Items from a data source

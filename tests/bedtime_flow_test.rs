use better_rest::core::bedtime::wake_time_or_default;
use better_rest::core::{
    ModelInput, ModelOutput, PredictionError, SleepModel, SleepRequest, TimeFormat, WakeEncoding,
};
use better_rest::{
    AlertState, BedtimeCalculator, BedtimeOutcome, BedtimeSession, Estimator, LinearSleepModel,
    SleepForm, UnavailableModel,
};
use chrono::{NaiveDate, NaiveDateTime};
use std::sync::Mutex;

/// 記錄收到的輸入，回傳固定的睡眠時數
struct StubModel {
    actual_sleep: f64,
    seen: Mutex<Vec<ModelInput>>,
}

impl StubModel {
    fn new(actual_sleep: f64) -> Self {
        Self {
            actual_sleep,
            seen: Mutex::new(Vec::new()),
        }
    }
}

impl SleepModel for StubModel {
    fn predict(&self, input: &ModelInput) -> Result<ModelOutput, PredictionError> {
        self.seen.lock().unwrap().push(*input);
        Ok(ModelOutput {
            actual_sleep: self.actual_sleep,
        })
    }
}

struct BrokenModel;

impl SleepModel for BrokenModel {
    fn predict(&self, input: &ModelInput) -> Result<ModelOutput, PredictionError> {
        Err(PredictionError::InvalidInput {
            field: "wake",
            value: input.wake,
        })
    }
}

fn day() -> NaiveDate {
    NaiveDate::from_ymd_opt(2021, 5, 23).unwrap()
}

fn at(hour: u32, minute: u32) -> NaiveDateTime {
    day().and_hms_opt(hour, minute, 0).unwrap()
}

#[test]
fn test_seven_am_scenario() {
    let model = StubModel::new(9.25);
    let calculator = BedtimeCalculator::new(&model);

    let outcome = calculator.calculate(&SleepForm::new(at(7, 0), 8.0, 2));

    match &outcome {
        BedtimeOutcome::Bedtime {
            request,
            estimate,
            result,
            formatted,
        } => {
            assert_eq!(request.wake_time_seconds, 25_200.0);
            assert_eq!(estimate.actual_sleep_hours, 9.25);
            assert_eq!(
                result.bedtime,
                NaiveDate::from_ymd_opt(2021, 5, 22)
                    .unwrap()
                    .and_hms_opt(21, 45, 0)
                    .unwrap()
            );
            assert_eq!(formatted, "21:45");
        }
        BedtimeOutcome::Failed => panic!("expected a bedtime"),
    }

    let seen = model.seen.lock().unwrap();
    assert_eq!(seen.len(), 1);
    assert_eq!(seen[0].wake, 25_200.0);
    assert_eq!(seen[0].estimated_sleep, 8.0);
    assert_eq!(seen[0].coffee, 2.0);
}

#[test]
fn test_legacy_encoding_sent_to_model() {
    let model = StubModel::new(8.0);
    let calculator = BedtimeCalculator::new(&model);
    calculator.calculate(&SleepForm::new(at(6, 45), 8.0, 1));

    let corrected = StubModel::new(8.0);
    BedtimeCalculator::new(&corrected)
        .with_encoding(WakeEncoding::Corrected)
        .calculate(&SleepForm::new(at(6, 45), 8.0, 1));

    assert_eq!(model.seen.lock().unwrap()[0].wake, 6.0 * 3600.0 + 45.0 * 3600.0);
    assert_eq!(corrected.seen.lock().unwrap()[0].wake, 6.0 * 3600.0 + 45.0 * 60.0);
}

#[test]
fn test_boundary_requests_do_not_fail() {
    let estimator = Estimator::new(LinearSleepModel::default());
    for encoding in [WakeEncoding::Legacy, WakeEncoding::Corrected] {
        for (hour, minute) in [(0, 0), (7, 0), (23, 59)] {
            for sleep in [4.0, 12.0] {
                for coffee in [1, 12] {
                    let form = SleepForm::new(at(hour, minute), sleep, coffee);
                    let request = SleepRequest::try_from_form(&form, encoding).unwrap();

                    let estimate = estimator.estimate(&request).unwrap();
                    assert!(estimate.actual_sleep_hours.is_finite());
                    assert!(estimate.actual_sleep_hours >= 0.0);
                }
            }
        }
    }
}

#[test]
fn test_identical_inputs_give_identical_bedtimes() {
    let calculator = BedtimeCalculator::new(LinearSleepModel::default());
    let form = SleepForm::new(at(7, 0), 8.0, 2);
    assert_eq!(calculator.calculate(&form), calculator.calculate(&form));
}

#[test]
fn test_failing_model_shows_fixed_error() {
    let mut session = BedtimeSession::new(BedtimeCalculator::new(BrokenModel));
    let outcome = session.calculate(&SleepForm::new(at(7, 0), 8.0, 2));

    assert!(outcome.is_failed());
    let notification = session.notification().unwrap();
    assert_eq!(notification.title, "Error");
    assert_eq!(
        notification.message,
        "Sorry, there was a problem calculating your bedtime."
    );

    session.dismiss();
    assert_eq!(session.state(), &AlertState::Idle);
}

#[test]
fn test_unavailable_model_shows_fixed_error() {
    let calculator = BedtimeCalculator::new(UnavailableModel::new("model not found"));
    let notification = calculator
        .calculate(&SleepForm::new(at(7, 0), 8.0, 2))
        .notification();
    assert!(notification.is_error());
    assert_eq!(notification.title, "Error");
}

#[test]
fn test_unreadable_wake_time_falls_back_to_six() {
    let model = StubModel::new(8.0);
    let calculator = BedtimeCalculator::new(&model).with_time_format(TimeFormat::TwentyFourHour);

    let wake_up = wake_time_or_default("half past seven", day());
    let outcome = calculator.calculate(&SleepForm::new(wake_up, 8.0, 2));

    assert_eq!(outcome.notification().message, "22:00");
    assert_eq!(model.seen.lock().unwrap()[0].wake, 21_600.0);
}
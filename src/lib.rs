pub mod adapters;
pub mod config;
pub mod core;
pub mod domain;
pub mod utils;

#[cfg(feature = "cli")]
pub use config::CliConfig;

pub use adapters::{load_sleep_model, LinearSleepModel, UnavailableModel};
pub use config::{cli::LocalStorage, toml_config::TomlConfig, ResolvedConfig};
pub use core::{
    bedtime::{BedtimeCalculator, BedtimeOutcome, SleepForm},
    estimator::Estimator,
    session::{AlertState, BedtimeSession},
};
pub use utils::error::{BedtimeError, Result};
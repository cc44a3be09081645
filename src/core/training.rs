//! Ordinary least squares fit of a [`LinearCoefficients`] model from CSV rows.
//!
//! Features are standardized before solving the normal equations so that the
//! wake column (tens of thousands of seconds) and the small coffee counts end
//! up on the same scale.

use crate::core::LinearCoefficients;
use crate::utils::error::{BedtimeError, Result};
use serde::{Deserialize, Serialize};

const FEATURES: [&str; 3] = ["wake", "estimatedSleep", "coffee"];
const MIN_SAMPLES: usize = FEATURES.len() + 1;

#[derive(Debug, Clone, Copy, PartialEq, Serialize, Deserialize)]
pub struct TrainingSample {
    pub wake: f64,
    #[serde(rename = "estimatedSleep")]
    pub estimated_sleep: f64,
    pub coffee: f64,
    #[serde(rename = "actualSleep")]
    pub actual_sleep: f64,
}

impl TrainingSample {
    fn features(&self) -> [f64; 3] {
        [self.wake, self.estimated_sleep, self.coffee]
    }
}

#[derive(Debug, Clone, Copy, PartialEq, Eq, Default)]
pub enum SleepUnit {
    #[default]
    Hours,
    Seconds,
}

#[derive(Debug, Clone, Copy, PartialEq, Serialize)]
pub struct FitReport {
    pub coefficients: LinearCoefficients,
    pub samples: usize,
    pub rmse: f64,
    pub r_squared: f64,
}

pub fn read_samples<R: std::io::Read>(reader: R, unit: SleepUnit) -> Result<Vec<TrainingSample>> {
    let mut csv_reader = csv::ReaderBuilder::new()
        .trim(csv::Trim::All)
        .from_reader(reader);

    let mut samples = Vec::new();
    for row in csv_reader.deserialize() {
        let mut sample: TrainingSample = row?;
        if unit == SleepUnit::Seconds {
            sample.actual_sleep /= 3600.0;
        }
        samples.push(sample);
    }

    tracing::debug!("Read {} training rows", samples.len());
    Ok(samples)
}

pub fn fit_linear(samples: &[TrainingSample]) -> Result<FitReport> {
    let n = samples.len();
    if n < MIN_SAMPLES {
        return Err(BedtimeError::TrainingError {
            message: format!("need at least {} rows, got {}", MIN_SAMPLES, n),
        });
    }

    if let Some((row, _)) = samples.iter().enumerate().find(|(_, s)| {
        !s.features().iter().all(|v| v.is_finite()) || !s.actual_sleep.is_finite()
    }) {
        return Err(BedtimeError::TrainingError {
            message: format!("row {} contains a non-finite value", row + 1),
        });
    }

    let count = n as f64;
    let y_mean = samples.iter().map(|s| s.actual_sleep).sum::<f64>() / count;

    let mut means = [0.0; 3];
    for sample in samples {
        for (mean, value) in means.iter_mut().zip(sample.features()) {
            *mean += value / count;
        }
    }

    let mut scales = [0.0; 3];
    for sample in samples {
        for (j, value) in sample.features().into_iter().enumerate() {
            scales[j] += (value - means[j]).powi(2) / count;
        }
    }
    for (j, scale) in scales.iter_mut().enumerate() {
        *scale = scale.sqrt();
        if *scale <= 1e-12 * (means[j].abs() + 1.0) {
            return Err(BedtimeError::TrainingError {
                message: format!("column '{}' has no variation", FEATURES[j]),
            });
        }
    }

    // 標準化後的正規方程 Z^T Z g = Z^T (y - ȳ)
    let mut gram = [[0.0; 3]; 3];
    let mut rhs = [0.0; 3];
    for sample in samples {
        let z: Vec<f64> = sample
            .features()
            .iter()
            .enumerate()
            .map(|(j, value)| (value - means[j]) / scales[j])
            .collect();
        let centered = sample.actual_sleep - y_mean;
        for i in 0..3 {
            rhs[i] += z[i] * centered;
            for k in 0..3 {
                gram[i][k] += z[i] * z[k];
            }
        }
    }

    let solution = solve(gram, rhs, 1e-10 * count).ok_or_else(|| BedtimeError::TrainingError {
        message: "feature columns are collinear".to_string(),
    })?;

    let slopes: Vec<f64> = solution
        .iter()
        .zip(scales)
        .map(|(g, scale)| g / scale)
        .collect();
    let intercept = y_mean
        - slopes
            .iter()
            .zip(means)
            .map(|(slope, mean)| slope * mean)
            .sum::<f64>();

    let coefficients = LinearCoefficients {
        intercept,
        wake: slopes[0],
        estimated_sleep: slopes[1],
        coffee: slopes[2],
    };

    let mut ss_res = 0.0;
    let mut ss_tot = 0.0;
    for sample in samples {
        let predicted = coefficients.intercept
            + coefficients.wake * sample.wake
            + coefficients.estimated_sleep * sample.estimated_sleep
            + coefficients.coffee * sample.coffee;
        ss_res += (sample.actual_sleep - predicted).powi(2);
        ss_tot += (sample.actual_sleep - y_mean).powi(2);
    }

    let report = FitReport {
        coefficients,
        samples: n,
        rmse: (ss_res / count).sqrt(),
        r_squared: if ss_tot > 0.0 { 1.0 - ss_res / ss_tot } else { 1.0 },
    };

    tracing::info!(
        "📈 Fitted {} rows: RMSE {:.4}h, R² {:.4}",
        report.samples,
        report.rmse,
        report.r_squared
    );
    Ok(report)
}

/// Gaussian elimination with partial pivoting. `None` when a pivot falls under `tolerance`.
fn solve<const N: usize>(mut a: [[f64; N]; N], mut b: [f64; N], tolerance: f64) -> Option<[f64; N]> {
    for col in 0..N {
        let pivot_row = (col..N).max_by(|&i, &j| a[i][col].abs().total_cmp(&a[j][col].abs()))?;
        if a[pivot_row][col].abs() < tolerance {
            return None;
        }
        a.swap(col, pivot_row);
        b.swap(col, pivot_row);

        for row in col + 1..N {
            let factor = a[row][col] / a[col][col];
            for k in col..N {
                a[row][k] -= factor * a[col][k];
            }
            b[row] -= factor * b[col];
        }
    }

    let mut x = [0.0; N];
    for row in (0..N).rev() {
        let tail: f64 = (row + 1..N).map(|k| a[row][k] * x[k]).sum();
        x[row] = (b[row] - tail) / a[row][row];
    }
    Some(x)
}
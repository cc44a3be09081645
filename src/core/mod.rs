pub mod bedtime;
pub mod estimator;
pub mod session;
pub mod training;

pub use crate::domain::model::{
    BedtimeResult, LinearCoefficients, ModelInput, ModelOutput, Notification, NotificationKind,
    PredictionError, SleepEstimate, SleepRequest, TimeFormat, WakeEncoding,
};
pub use crate::domain::ports::{ConfigProvider, ModelStore, SleepModel};
pub use crate::utils::error::Result;
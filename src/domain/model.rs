use chrono::NaiveDateTime;
use serde::{Deserialize, Serialize};
use thiserror::Error;

pub const DEFAULT_WAKE_HOUR: u32 = 6;
pub const DEFAULT_WAKE_MINUTE: u32 = 0;
pub const DEFAULT_SLEEP_HOURS: f64 = 8.0;
pub const DEFAULT_COFFEE_CUPS: u32 = 3;

pub const MIN_SLEEP_HOURS: f64 = 4.0;
pub const MAX_SLEEP_HOURS: f64 = 12.0;
pub const SLEEP_STEP_HOURS: f64 = 0.25;
pub const MIN_COFFEE_CUPS: u32 = 1;
pub const MAX_COFFEE_CUPS: u32 = 12;

pub const SUCCESS_TITLE: &str = "You should go to bed at...";
pub const ERROR_TITLE: &str = "Error";
pub const ERROR_MESSAGE: &str = "Sorry, there was a problem calculating your bedtime.";

/// 模型無法產生預測時的唯一錯誤類型
#[derive(Error, Debug, Clone, PartialEq)]
pub enum PredictionError {
    #[error("model unavailable: {reason}")]
    ModelUnavailable { reason: String },

    #[error("invalid model input '{field}': {value}")]
    InvalidInput { field: &'static str, value: f64 },

    #[error("model produced a non-finite value: {value}")]
    NonFiniteOutput { value: f64 },

    #[error("model produced a negative sleep duration: {value}")]
    NegativeOutput { value: f64 },
}

/// How the wake clock time is turned into the model's `wake` feature.
///
/// `Legacy` multiplies minutes by 3600, the historical encoding, so existing
/// inputs keep giving the same bedtimes. `Corrected` uses 60 seconds per
/// minute.
#[derive(Debug, Clone, Copy, PartialEq, Eq, Default, Serialize, Deserialize)]
#[serde(rename_all = "lowercase")]
pub enum WakeEncoding {
    #[default]
    Legacy,
    Corrected,
}

impl WakeEncoding {
    pub fn encode(self, hour: u32, minute: u32) -> f64 {
        let seconds_per_minute = match self {
            WakeEncoding::Legacy => 60 * 60,
            WakeEncoding::Corrected => 60,
        };
        f64::from(hour * 60 * 60 + minute * seconds_per_minute)
    }

    /// 23:59 編碼後的最大值
    pub fn max_seconds(self) -> f64 {
        match self {
            WakeEncoding::Legacy => self.encode(23, 59),
            WakeEncoding::Corrected => 86_399.0,
        }
    }
}

impl std::str::FromStr for WakeEncoding {
    type Err = String;

    fn from_str(s: &str) -> std::result::Result<Self, Self::Err> {
        match s.trim().to_ascii_lowercase().as_str() {
            "legacy" => Ok(WakeEncoding::Legacy),
            "corrected" => Ok(WakeEncoding::Corrected),
            other => Err(format!(
                "unknown wake encoding '{}', expected 'legacy' or 'corrected'",
                other
            )),
        }
    }
}

#[derive(Debug, Clone, Copy, PartialEq, Eq, Default, Serialize, Deserialize)]
pub enum TimeFormat {
    #[default]
    #[serde(rename = "24h")]
    TwentyFourHour,
    #[serde(rename = "12h")]
    TwelveHour,
}

impl TimeFormat {
    pub fn pattern(self) -> &'static str {
        match self {
            TimeFormat::TwentyFourHour => "%H:%M",
            TimeFormat::TwelveHour => "%-I:%M %p",
        }
    }
}

impl std::str::FromStr for TimeFormat {
    type Err = String;

    fn from_str(s: &str) -> std::result::Result<Self, Self::Err> {
        match s.trim().to_ascii_lowercase().as_str() {
            "24h" | "24" => Ok(TimeFormat::TwentyFourHour),
            "12h" | "12" => Ok(TimeFormat::TwelveHour),
            other => Err(format!("unknown time format '{}', expected '24h' or '12h'", other)),
        }
    }
}

#[derive(Debug, Clone, Copy, PartialEq, Serialize, Deserialize)]
pub struct SleepRequest {
    pub wake_time_seconds: f64,
    pub desired_sleep_hours: f64,
    pub coffee_cups: u32,
}

#[derive(Debug, Clone, Copy, PartialEq, Serialize, Deserialize)]
pub struct SleepEstimate {
    pub actual_sleep_hours: f64,
}

#[derive(Debug, Clone, Copy, PartialEq, Eq, Serialize, Deserialize)]
pub struct BedtimeResult {
    pub bedtime: NaiveDateTime,
}

impl BedtimeResult {
    pub fn format(&self, time_format: TimeFormat) -> String {
        self.bedtime.format(time_format.pattern()).to_string()
    }
}

/// 傳給模型的三個特徵，全部是浮點數
#[derive(Debug, Clone, Copy, PartialEq)]
pub struct ModelInput {
    pub wake: f64,
    pub estimated_sleep: f64,
    pub coffee: f64,
}

impl From<&SleepRequest> for ModelInput {
    fn from(request: &SleepRequest) -> Self {
        Self {
            wake: request.wake_time_seconds,
            estimated_sleep: request.desired_sleep_hours,
            coffee: f64::from(request.coffee_cups),
        }
    }
}

#[derive(Debug, Clone, Copy, PartialEq)]
pub struct ModelOutput {
    pub actual_sleep: f64,
}

/// Coefficients of a linear sleep regression, as stored on disk.
#[derive(Debug, Clone, Copy, PartialEq, Serialize, Deserialize)]
pub struct LinearCoefficients {
    pub intercept: f64,
    pub wake: f64,
    pub estimated_sleep: f64,
    pub coffee: f64,
}

impl Default for LinearCoefficients {
    fn default() -> Self {
        Self {
            intercept: 0.6,
            wake: 2.0e-6,
            estimated_sleep: 0.9,
            coffee: -0.15,
        }
    }
}

#[derive(Debug, Clone, Copy, PartialEq, Eq, Serialize, Deserialize)]
#[serde(rename_all = "lowercase")]
pub enum NotificationKind {
    Success,
    Error,
}

#[derive(Debug, Clone, PartialEq, Eq, Serialize, Deserialize)]
pub struct Notification {
    pub kind: NotificationKind,
    pub title: String,
    pub message: String,
}

impl Notification {
    pub fn bedtime(formatted: String) -> Self {
        Self {
            kind: NotificationKind::Success,
            title: SUCCESS_TITLE.to_string(),
            message: formatted,
        }
    }

    pub fn calculation_failed() -> Self {
        Self {
            kind: NotificationKind::Error,
            title: ERROR_TITLE.to_string(),
            message: ERROR_MESSAGE.to_string(),
        }
    }

    pub fn is_error(&self) -> bool {
        self.kind == NotificationKind::Error
    }
}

THE TASK » Each line of the entries above that contains "chrono" must be copied into the answer.

ANSWER FOR THIS EXERCISE »
use chrono::{NaiveDate, NaiveDateTime};
use chrono::NaiveDateTime;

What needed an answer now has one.